=== PROBLEM ===
Only one stretch of the data is wanted: the line containing "repository e79755a983d37e2b", the line containing "Hash, PartialOrd, Ord)]", and every line between them, copied exactly.

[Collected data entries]
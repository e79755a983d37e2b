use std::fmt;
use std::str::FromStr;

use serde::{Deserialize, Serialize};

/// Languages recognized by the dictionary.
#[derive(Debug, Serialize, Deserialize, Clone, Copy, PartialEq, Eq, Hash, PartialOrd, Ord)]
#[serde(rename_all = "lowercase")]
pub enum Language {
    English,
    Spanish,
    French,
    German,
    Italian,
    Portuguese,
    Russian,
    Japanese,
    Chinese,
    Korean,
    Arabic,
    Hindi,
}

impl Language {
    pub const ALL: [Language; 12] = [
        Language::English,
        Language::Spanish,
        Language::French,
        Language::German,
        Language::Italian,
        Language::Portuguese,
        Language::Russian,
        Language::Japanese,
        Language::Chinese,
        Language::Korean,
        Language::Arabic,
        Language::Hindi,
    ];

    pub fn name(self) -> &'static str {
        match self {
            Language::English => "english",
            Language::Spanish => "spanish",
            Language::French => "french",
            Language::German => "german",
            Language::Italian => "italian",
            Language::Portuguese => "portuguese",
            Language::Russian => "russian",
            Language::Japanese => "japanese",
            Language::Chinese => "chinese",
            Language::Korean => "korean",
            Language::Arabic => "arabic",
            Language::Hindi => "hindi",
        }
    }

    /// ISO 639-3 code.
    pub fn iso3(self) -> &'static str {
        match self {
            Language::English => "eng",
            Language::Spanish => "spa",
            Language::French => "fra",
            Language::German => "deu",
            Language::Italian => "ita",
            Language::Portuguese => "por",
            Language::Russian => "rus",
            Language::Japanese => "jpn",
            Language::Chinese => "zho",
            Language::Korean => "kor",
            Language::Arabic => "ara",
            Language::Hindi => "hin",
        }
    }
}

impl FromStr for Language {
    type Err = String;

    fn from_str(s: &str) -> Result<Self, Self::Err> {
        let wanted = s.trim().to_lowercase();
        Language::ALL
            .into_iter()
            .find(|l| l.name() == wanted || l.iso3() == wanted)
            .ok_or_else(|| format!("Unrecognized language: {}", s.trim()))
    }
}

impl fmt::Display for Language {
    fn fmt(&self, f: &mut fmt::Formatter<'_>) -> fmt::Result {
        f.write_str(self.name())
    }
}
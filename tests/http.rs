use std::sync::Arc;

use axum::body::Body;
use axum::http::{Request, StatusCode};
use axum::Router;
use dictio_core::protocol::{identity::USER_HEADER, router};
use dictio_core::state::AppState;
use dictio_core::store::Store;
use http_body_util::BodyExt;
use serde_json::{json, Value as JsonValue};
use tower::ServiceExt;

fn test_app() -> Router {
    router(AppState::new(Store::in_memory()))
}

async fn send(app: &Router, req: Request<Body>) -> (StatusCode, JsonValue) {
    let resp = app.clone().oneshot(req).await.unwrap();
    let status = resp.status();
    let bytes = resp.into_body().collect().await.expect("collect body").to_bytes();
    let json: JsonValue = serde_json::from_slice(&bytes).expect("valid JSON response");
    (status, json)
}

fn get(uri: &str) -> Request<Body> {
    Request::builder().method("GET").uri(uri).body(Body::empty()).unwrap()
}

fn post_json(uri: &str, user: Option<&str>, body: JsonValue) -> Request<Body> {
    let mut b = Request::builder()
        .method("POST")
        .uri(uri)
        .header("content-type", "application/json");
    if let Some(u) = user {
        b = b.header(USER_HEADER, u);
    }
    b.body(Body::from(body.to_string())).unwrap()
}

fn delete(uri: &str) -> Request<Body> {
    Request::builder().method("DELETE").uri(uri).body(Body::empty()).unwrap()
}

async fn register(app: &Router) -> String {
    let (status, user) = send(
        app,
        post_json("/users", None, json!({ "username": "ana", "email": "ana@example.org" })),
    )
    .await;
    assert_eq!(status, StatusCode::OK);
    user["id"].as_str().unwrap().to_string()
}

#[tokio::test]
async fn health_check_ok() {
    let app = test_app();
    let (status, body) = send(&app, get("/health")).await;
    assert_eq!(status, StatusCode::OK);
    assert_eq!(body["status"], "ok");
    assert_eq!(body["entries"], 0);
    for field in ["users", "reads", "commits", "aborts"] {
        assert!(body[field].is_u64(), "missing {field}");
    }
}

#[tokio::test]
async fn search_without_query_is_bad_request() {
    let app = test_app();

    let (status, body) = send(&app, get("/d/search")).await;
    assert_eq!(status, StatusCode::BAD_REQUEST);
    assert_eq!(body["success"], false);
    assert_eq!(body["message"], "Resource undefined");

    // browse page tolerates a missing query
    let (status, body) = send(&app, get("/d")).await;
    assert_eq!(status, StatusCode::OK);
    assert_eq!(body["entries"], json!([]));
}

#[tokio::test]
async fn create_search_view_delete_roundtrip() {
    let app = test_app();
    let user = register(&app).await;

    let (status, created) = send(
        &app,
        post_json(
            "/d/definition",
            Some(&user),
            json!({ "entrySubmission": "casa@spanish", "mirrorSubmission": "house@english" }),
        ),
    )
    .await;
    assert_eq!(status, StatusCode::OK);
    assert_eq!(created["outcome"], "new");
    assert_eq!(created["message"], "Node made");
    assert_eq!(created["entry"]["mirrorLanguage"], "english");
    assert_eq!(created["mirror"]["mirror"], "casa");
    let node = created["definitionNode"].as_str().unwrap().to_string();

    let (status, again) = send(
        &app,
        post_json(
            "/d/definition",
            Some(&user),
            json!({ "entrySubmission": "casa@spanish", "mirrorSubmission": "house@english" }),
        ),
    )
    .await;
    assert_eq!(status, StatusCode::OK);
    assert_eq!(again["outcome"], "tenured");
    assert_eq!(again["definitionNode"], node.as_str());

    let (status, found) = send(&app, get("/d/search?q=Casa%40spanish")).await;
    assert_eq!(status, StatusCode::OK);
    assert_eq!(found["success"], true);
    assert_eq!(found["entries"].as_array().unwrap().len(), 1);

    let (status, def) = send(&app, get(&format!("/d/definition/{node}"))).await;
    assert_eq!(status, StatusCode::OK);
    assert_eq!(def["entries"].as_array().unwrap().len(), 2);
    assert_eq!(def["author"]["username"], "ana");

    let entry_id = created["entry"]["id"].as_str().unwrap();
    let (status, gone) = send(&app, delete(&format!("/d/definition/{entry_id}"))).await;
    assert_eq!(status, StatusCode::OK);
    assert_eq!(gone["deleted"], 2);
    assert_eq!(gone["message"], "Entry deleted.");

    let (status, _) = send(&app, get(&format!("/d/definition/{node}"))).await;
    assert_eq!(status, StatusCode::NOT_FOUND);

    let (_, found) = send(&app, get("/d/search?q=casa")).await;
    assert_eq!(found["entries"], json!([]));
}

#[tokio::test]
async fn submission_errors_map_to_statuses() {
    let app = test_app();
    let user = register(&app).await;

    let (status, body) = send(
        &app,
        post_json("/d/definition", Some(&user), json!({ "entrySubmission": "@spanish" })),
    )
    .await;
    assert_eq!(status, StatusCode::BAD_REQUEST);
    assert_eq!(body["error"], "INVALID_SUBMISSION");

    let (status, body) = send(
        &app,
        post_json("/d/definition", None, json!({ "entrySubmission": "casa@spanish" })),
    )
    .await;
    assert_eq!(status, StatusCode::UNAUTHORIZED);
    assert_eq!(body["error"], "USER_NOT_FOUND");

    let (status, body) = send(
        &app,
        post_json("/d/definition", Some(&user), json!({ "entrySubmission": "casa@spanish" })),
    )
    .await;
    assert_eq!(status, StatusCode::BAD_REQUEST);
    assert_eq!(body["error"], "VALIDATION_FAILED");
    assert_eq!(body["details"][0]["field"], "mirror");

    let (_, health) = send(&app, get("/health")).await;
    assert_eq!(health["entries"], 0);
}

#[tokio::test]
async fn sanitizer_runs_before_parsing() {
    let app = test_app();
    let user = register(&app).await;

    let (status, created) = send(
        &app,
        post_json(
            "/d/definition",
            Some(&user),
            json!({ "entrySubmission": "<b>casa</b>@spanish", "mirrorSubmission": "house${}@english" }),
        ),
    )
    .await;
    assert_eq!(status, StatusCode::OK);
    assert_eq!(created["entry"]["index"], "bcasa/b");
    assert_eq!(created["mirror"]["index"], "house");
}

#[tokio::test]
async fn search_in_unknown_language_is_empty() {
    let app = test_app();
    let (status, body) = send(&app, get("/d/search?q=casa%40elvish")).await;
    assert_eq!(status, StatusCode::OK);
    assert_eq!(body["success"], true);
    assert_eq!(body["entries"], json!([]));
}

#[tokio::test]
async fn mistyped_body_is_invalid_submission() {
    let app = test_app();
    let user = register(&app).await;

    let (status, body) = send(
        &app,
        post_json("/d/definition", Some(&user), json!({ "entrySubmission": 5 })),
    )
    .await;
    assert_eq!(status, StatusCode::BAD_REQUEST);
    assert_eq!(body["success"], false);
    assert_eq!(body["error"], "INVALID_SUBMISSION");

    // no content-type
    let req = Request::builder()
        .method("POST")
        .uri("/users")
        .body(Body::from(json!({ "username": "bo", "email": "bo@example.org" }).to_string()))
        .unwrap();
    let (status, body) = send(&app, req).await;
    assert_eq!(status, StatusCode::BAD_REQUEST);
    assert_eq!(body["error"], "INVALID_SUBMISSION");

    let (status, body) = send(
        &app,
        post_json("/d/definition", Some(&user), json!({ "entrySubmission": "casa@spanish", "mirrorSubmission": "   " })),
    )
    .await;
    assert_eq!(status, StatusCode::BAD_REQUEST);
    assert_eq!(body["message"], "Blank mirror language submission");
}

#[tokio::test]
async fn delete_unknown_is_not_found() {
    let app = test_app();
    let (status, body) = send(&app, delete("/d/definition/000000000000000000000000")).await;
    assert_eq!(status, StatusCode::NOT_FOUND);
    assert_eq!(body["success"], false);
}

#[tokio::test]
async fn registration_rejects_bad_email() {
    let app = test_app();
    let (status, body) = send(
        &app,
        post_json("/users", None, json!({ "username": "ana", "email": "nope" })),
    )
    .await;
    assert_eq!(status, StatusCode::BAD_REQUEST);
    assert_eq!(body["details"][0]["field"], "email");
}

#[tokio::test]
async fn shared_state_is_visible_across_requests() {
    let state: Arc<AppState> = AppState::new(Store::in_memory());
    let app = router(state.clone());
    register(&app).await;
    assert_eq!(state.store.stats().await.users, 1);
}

---

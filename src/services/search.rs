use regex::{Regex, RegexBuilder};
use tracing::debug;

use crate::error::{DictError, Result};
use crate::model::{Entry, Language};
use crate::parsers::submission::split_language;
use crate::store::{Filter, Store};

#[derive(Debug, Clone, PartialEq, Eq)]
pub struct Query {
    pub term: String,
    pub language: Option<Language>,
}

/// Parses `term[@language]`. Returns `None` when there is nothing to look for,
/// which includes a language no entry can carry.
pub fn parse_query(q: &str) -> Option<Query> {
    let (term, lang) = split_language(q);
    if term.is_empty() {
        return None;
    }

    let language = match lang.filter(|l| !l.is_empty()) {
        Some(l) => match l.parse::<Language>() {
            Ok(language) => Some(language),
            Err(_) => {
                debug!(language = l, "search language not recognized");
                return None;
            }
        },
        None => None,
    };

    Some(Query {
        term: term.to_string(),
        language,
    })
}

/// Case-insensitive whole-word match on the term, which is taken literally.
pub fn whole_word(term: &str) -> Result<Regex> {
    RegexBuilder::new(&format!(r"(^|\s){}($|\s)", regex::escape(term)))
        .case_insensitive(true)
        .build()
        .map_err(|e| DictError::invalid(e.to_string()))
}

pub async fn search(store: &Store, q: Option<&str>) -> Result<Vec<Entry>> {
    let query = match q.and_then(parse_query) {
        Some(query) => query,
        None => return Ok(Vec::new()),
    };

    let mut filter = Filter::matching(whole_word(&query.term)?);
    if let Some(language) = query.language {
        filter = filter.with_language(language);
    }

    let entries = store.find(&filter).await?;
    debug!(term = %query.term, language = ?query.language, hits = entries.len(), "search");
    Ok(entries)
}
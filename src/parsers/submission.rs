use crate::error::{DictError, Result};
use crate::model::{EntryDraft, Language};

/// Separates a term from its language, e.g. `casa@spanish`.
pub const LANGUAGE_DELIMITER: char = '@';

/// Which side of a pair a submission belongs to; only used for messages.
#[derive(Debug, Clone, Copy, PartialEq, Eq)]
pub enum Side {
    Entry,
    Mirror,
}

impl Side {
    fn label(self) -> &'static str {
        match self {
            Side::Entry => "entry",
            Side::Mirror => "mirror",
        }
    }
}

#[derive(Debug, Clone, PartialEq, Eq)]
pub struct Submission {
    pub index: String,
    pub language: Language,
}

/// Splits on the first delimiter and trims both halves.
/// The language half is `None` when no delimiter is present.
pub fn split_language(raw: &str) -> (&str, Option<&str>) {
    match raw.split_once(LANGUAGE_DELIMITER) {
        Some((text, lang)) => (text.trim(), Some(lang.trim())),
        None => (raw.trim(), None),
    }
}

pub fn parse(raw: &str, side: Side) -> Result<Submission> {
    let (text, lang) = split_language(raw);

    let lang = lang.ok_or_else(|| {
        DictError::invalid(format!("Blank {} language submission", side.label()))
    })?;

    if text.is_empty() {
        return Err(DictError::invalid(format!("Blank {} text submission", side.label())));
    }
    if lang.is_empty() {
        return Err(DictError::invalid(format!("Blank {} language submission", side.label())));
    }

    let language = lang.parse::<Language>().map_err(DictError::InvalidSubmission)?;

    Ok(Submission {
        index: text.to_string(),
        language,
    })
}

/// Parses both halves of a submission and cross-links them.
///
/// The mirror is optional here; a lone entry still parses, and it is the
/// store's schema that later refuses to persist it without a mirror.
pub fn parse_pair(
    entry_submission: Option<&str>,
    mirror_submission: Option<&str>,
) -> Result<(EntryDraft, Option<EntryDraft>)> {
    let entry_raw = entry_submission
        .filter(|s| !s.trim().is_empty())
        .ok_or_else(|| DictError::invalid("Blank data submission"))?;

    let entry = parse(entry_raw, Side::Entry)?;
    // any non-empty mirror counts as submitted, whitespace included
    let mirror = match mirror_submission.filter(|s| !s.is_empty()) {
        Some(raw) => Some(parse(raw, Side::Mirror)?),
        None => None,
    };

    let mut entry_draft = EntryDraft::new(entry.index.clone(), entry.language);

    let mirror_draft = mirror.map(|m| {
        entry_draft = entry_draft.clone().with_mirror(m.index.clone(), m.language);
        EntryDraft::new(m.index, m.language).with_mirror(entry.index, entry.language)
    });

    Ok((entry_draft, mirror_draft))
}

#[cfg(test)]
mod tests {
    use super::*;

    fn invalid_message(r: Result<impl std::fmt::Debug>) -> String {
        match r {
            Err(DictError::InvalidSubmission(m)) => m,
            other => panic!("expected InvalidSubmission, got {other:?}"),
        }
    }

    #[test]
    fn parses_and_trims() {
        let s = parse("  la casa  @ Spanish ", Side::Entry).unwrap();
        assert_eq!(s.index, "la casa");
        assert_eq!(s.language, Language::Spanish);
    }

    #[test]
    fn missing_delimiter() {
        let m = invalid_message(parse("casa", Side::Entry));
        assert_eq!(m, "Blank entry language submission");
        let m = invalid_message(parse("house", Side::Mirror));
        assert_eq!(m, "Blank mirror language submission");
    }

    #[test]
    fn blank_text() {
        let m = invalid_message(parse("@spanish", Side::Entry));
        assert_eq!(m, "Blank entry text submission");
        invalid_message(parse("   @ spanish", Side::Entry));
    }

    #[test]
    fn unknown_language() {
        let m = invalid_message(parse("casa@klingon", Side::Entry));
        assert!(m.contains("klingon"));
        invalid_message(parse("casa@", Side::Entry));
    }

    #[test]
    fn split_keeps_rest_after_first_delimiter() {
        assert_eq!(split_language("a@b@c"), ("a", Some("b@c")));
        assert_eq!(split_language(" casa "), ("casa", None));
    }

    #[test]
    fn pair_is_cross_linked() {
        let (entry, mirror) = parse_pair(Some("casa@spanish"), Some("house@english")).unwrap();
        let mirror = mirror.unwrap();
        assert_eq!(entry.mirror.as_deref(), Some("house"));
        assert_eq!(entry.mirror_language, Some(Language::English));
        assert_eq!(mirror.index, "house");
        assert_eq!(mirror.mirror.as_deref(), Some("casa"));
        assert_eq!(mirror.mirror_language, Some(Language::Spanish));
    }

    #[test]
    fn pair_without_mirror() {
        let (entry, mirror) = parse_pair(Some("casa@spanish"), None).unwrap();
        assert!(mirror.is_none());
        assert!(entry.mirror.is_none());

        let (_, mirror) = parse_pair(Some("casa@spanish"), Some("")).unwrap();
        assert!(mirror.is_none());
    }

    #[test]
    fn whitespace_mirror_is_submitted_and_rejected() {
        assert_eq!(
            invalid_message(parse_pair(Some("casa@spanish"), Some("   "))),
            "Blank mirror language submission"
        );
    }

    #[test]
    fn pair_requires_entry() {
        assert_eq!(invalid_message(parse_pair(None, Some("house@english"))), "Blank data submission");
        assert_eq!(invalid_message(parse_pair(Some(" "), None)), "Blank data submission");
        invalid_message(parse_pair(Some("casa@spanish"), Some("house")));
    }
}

=== SOLUTION FOR THIS TASK ===
repository e79755a983d37e2b
use std::fmt;
use std::str::FromStr;

use serde::{Deserialize, Serialize};

/// Languages recognized by the dictionary.
#[derive(Debug, Serialize, Deserialize, Clone, Copy, PartialEq, Eq, Hash, PartialOrd, Ord)]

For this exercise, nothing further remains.